Bilateral micropunches from the nucleus accumbens (NAcc) were dissected from each animal (Scrambled-Chow, Scrambled-HFD, LepR-Chow, LepR-HFD) under basal conditions. For high-performance liquid chromatography (HPLC) analysis, an antioxidant solution (0.4 N perchlorate, 1.343 mM ethylenediaminetetraacetic acid (EDTA) and 0.526 mM sodium metabisulfite) was added to the samples followed by homogenization using an ultrasonic tissue homogenizer (Biologics, Gainesville, VA). A small portion of the tissue homogenate was dissolved in 2% sodium dodecyl sulfate (SDS) (w/v) for protein determination (Pierce BCA Protein Reagent Kit, Rockford, IL). The remaining suspension was spun at 14,000g for 20 min in a refrigerated centrifuge. The supernatant was reserved for HPLC. Samples were separated on a Microsorb MV C-18 column (5 Am, 4.6×250 mm, Varian, Walnut Creek, CA) and simultaneously examined for DA, 3,4-dihydroxyphenylacetic acid (DOPAC) and homovanillic acid (HVA), the latter two being markers of dopamine degradation, and for 5-HT and 5-HIAA to assess serotonin activity. Compounds were detected using a 12-channel coulometric array detector (CoulArray 5200, ESA, Chelmsford, MA) attached to a Waters 2695 Solvent Delivery System (Waters, Milford, MA) under the following conditions: flow rate of 1 ml/min; detection potentials of 50, 175, 350, 400 and 525 mV, and scrubbing potential of 650 mV. The mobile phase consisted of a 10% methanol solution in distilled H2O containing 21 g/l (0.1 M) citric acid, 10.65g/l (0.075 M) Na2HPO4, 176 mg/l (0.8 M) heptanesulfonic acid and 36 mg/l (0.097 mM) EDTA at a pH of 4.1. Experimental samples were quantified against a 6-point standard curve with a minimum R2 of 0.97. Quality control samples were interspersed with each run to ensure HPLC calibration.

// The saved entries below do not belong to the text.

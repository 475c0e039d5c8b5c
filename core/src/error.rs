// order_flow/src/error.rs
use anyhow::Error as AnyhowError;
use thiserror::Error;

/// Errors raised by the step engine and by collaborators during a run.
#[derive(Debug, Error)]
pub enum FlowError {
  #[error("Step not found: {step_name}")]
  StepNotFound { step_name: String },

  #[error("Handler missing for non-optional step: {step_name}")]
  HandlerMissing { step_name: String },

  #[error("Error in step handler or collaborator. Source: {source}")]
  HandlerError {
    #[source]
    source: AnyhowError,
  },

  #[error("Configuration error for '{key}': {message}")]
  Configuration { key: String, message: String },

  #[error("Internal flow error: {0}")]
  Internal(String),
}

// Collaborator faults arrive as anyhow::Error and are absorbed here.
impl From<AnyhowError> for FlowError {
  fn from(err: AnyhowError) -> Self {
    FlowError::HandlerError { source: err }
  }
}

pub type FlowResult<T, E = FlowError> = std::result::Result<T, E>;

/// Misuse of the processor API. These are never reported as a `false`
/// processing result.
#[derive(Debug, Clone, Copy, PartialEq, Eq, Error)]
pub enum ContractViolation {
  #[error("Order processor built without a {collaborator}")]
  MissingCollaborator { collaborator: &'static str },

  #[error("No order was supplied for processing")]
  MissingOrder,
}
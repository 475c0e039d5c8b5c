// order_flow/src/collaborators.rs

//! Capability traits for the processor's external collaborators.
//!
//! Implementations own their connection handling, retries and delivery
//! mechanics. The processor only calls these methods and treats any `Err` as a
//! failed run. Collaborators are shared behind `Arc`, so methods take `&self`
//! and implementations use interior mutability where they need state.

use crate::order::{Order, OrderId};

/// Persistence collaborator.
pub trait Store: Send + Sync {
  /// Current connection state.
  fn is_connected(&self) -> bool;

  /// Establishes the connection.
  fn connect(&self) -> anyhow::Result<()>;

  /// Persists `order`.
  fn save(&self, order: &Order) -> anyhow::Result<()>;
}

/// Notification collaborator.
pub trait Notifier: Send + Sync {
  /// Sends an order confirmation to `email` for `order_id`.
  fn send_order_confirmation(&self, email: &str, order_id: OrderId) -> anyhow::Result<()>;
}
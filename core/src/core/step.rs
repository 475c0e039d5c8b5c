// order_flow/src/core/step.rs

//! Defines the structure for a single step within a pipeline.

use std::sync::Arc;

/// Predicate evaluated against the run's data before a step executes.
/// When it returns `true` the step is skipped.
pub type SkipCondition<TData> = Arc<dyn Fn(&TData) -> bool + Send + Sync + 'static>;

/// Definition of a pipeline step: its name, optionality, and skip condition.
#[derive(Clone)]
pub struct StepDef<TData: 'static> {
  pub name: String,
  pub optional: bool,
  pub skip_if: Option<SkipCondition<TData>>,
}

// SkipCondition has no Debug, so report only whether one is set.
impl<TData: 'static> std::fmt::Debug for StepDef<TData> {
  fn fmt(&self, f: &mut std::fmt::Formatter<'_>) -> std::fmt::Result {
    f.debug_struct("StepDef")
      .field("name", &self.name)
      .field("optional", &self.optional)
      .field("skip_if_present", &self.skip_if.is_some())
      .finish()
  }
}
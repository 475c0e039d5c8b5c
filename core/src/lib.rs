// src/lib.rs

//! order-flow: a synchronous, step-based order processing workflow.
//!
//! An `OrderProcessor` runs each order through five named steps:
//!  - `validate_amount`: the total must be strictly positive, otherwise the order is rejected.
//!  - `ensure_connected`: connects the `Store` if it reports being disconnected.
//!  - `save_order`: persists the order through the `Store`.
//!  - `send_confirmation`: notifies the customer through the `Notifier`, only for
//!    totals above the configured threshold (100 by default).
//!  - `mark_processed`: sets `Order::is_processed`.
//!
//! Rejections and collaborator failures both yield `false`. Misuse of the API
//! (a missing order or collaborator) is reported separately as a `ContractViolation`.
//!
//! The steps run on a small synchronous `Pipeline` engine with named steps,
//! skip conditions and `before`/`on`/`after` handler phases.

pub mod collaborators;
pub mod config;
pub mod core;
pub mod error;
pub mod memory;
pub mod order;
pub mod pipeline;
pub mod processor;

// --- Re-exports for the Public API ---

pub use crate::collaborators::{Notifier, Store};
pub use crate::config::ProcessorConfig;
pub use crate::core::control::{PipelineControl, PipelineResult};
pub use crate::core::handler::Handler;
pub use crate::core::step::{SkipCondition, StepDef};
pub use crate::error::{ContractViolation, FlowError, FlowResult};
pub use crate::memory::{MemoryNotifier, MemoryStore, SentConfirmation};
pub use crate::order::{Order, OrderId};
pub use crate::pipeline::Pipeline;
pub use crate::processor::{OrderProcessor, OrderProcessorBuilder};

/*
    Typical use:
    1. Implement `Store` and `Notifier` for your persistence and mail layers
       (or use `MemoryStore` / `MemoryNotifier`).
    2. Build a processor: `OrderProcessor::new(store, notifier)`, or
       `OrderProcessor::builder().store(..).notifier(..).config(..).build()?`.
    3. Call `processor.process(&mut order)`; check the returned bool and
       `order.is_processed`.
*/
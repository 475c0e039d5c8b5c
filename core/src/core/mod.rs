pub mod control;
pub mod handler;
pub mod step;

pub use control::{PipelineControl, PipelineResult};
pub use handler::Handler;
pub use step::{SkipCondition, StepDef};
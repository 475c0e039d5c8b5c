// order_flow/src/memory.rs

//! In-memory `Store` and `Notifier` implementations, used by the demo and
//! benchmarks and handy when embedding the processor in tests.

use crate::collaborators::{Notifier, Store};
use crate::order::{Order, OrderId};
use anyhow::bail;
use parking_lot::{Mutex, RwLock};
use std::collections::HashMap;
use std::sync::atomic::{AtomicBool, Ordering};
use tracing::{debug, info};

/// Order table keyed by id. Saving the same id twice overwrites the first copy.
#[derive(Debug, Default)]
pub struct MemoryStore {
  connected: AtomicBool,
  orders: RwLock<HashMap<OrderId, Order>>,
}

impl MemoryStore {
  /// A store that starts disconnected.
  pub fn new() -> Self {
    Self::default()
  }

  /// A store that starts connected.
  pub fn connected() -> Self {
    let store = Self::new();
    store.connected.store(true, Ordering::SeqCst);
    store
  }

  pub fn disconnect(&self) {
    self.connected.store(false, Ordering::SeqCst);
  }

  pub fn get(&self, id: OrderId) -> Option<Order> {
    self.orders.read().get(&id).cloned()
  }

  pub fn len(&self) -> usize {
    self.orders.read().len()
  }

  pub fn is_empty(&self) -> bool {
    self.orders.read().is_empty()
  }
}

impl Store for MemoryStore {
  fn is_connected(&self) -> bool {
    self.connected.load(Ordering::SeqCst)
  }

  fn connect(&self) -> anyhow::Result<()> {
    self.connected.store(true, Ordering::SeqCst);
    debug!("Memory store connected.");
    Ok(())
  }

  fn save(&self, order: &Order) -> anyhow::Result<()> {
    if !self.is_connected() {
      bail!("memory store is not connected");
    }
    self.orders.write().insert(order.id, order.clone());
    debug!(order_id = order.id, "Order saved to memory store.");
    Ok(())
  }
}

/// A confirmation accepted by `MemoryNotifier`.
#[derive(Debug, Clone, PartialEq, Eq)]
pub struct SentConfirmation {
  pub to: String,
  pub order_id: OrderId,
}

/// Records confirmations instead of delivering them.
#[derive(Debug, Default)]
pub struct MemoryNotifier {
  sent: Mutex<Vec<SentConfirmation>>,
}

impl MemoryNotifier {
  pub fn new() -> Self {
    Self::default()
  }

  /// Confirmations sent so far, oldest first.
  pub fn sent(&self) -> Vec<SentConfirmation> {
    self.sent.lock().clone()
  }
}

impl Notifier for MemoryNotifier {
  fn send_order_confirmation(&self, email: &str, order_id: OrderId) -> anyhow::Result<()> {
    if email.trim().is_empty() {
      bail!("no recipient address for order {}", order_id);
    }
    info!(to = %email, order_id, "Order confirmation recorded.");
    self.sent.lock().push(SentConfirmation {
      to: email.to_string(),
      order_id,
    });
    Ok(())
  }
}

Rats (n = 5/group) were allowed to acclimate for 1–2 weeks before surgery. Under deep anesthesia, guide cannulae (Plastics One, Roanoke, Virginia) were implanted bilaterally in the midbrain. Coordinates for placement of the guide cannula in the midbrain were based on (Hommel et al., 2006) as follows: 5.7 mm posterior to bregma, 0.75 mm lateral from the midline and 7.8 mm ventral from the surface of the skull with lambda and bregma at the same vertical coordinate. Holes were drilled into the skull and self-tapping stainless steel screws were inserted. After placement, the 26-gauge guides were attached to the skull using cranioplastic cement (Plastics One). Once the surgery was complete sterile obturators (33gauge; 0.8 mm longer than the guide cannula) were inserted into the guides to reduce the potential for brain infection. For LH viral delivery, Hamilton syringe needles were targeted to 2.3 mm posterior from bregma, 2.0 mm lateral from the midline and 8.2 mm ventral to the skull surface. For midbrain viral delivery, syringe needles were targeted to 5.6 mm posterior from bregma, 2.2 mm lateral from the midline and 8.6 mm ventral from the surface of the skull. A total of 2.0 (LH) or 1.0 μl (midbrain) of purified virus (1–2 × 109 infectious particles/ml) was delivered per side over a 5-min period.
After surgery, the rats were allowed to recover for two weeks before operant training began. Once PR was stable, injectors were inserted into the guides and the rats were placed into an open cage and allowed to move freely during the infusion. The infusion pumps were operated for 4 min, delivering 125 ng of leptin in 0.0125 μl or an equivalent volume of vehicle per min, per side. Leptin (R&D Systems, Torrance, CA) was dissolved according to manufacturer’s protocol. The injectors were left in the brain for an additional minute after the end of the injection before being removed and replaced with obturators.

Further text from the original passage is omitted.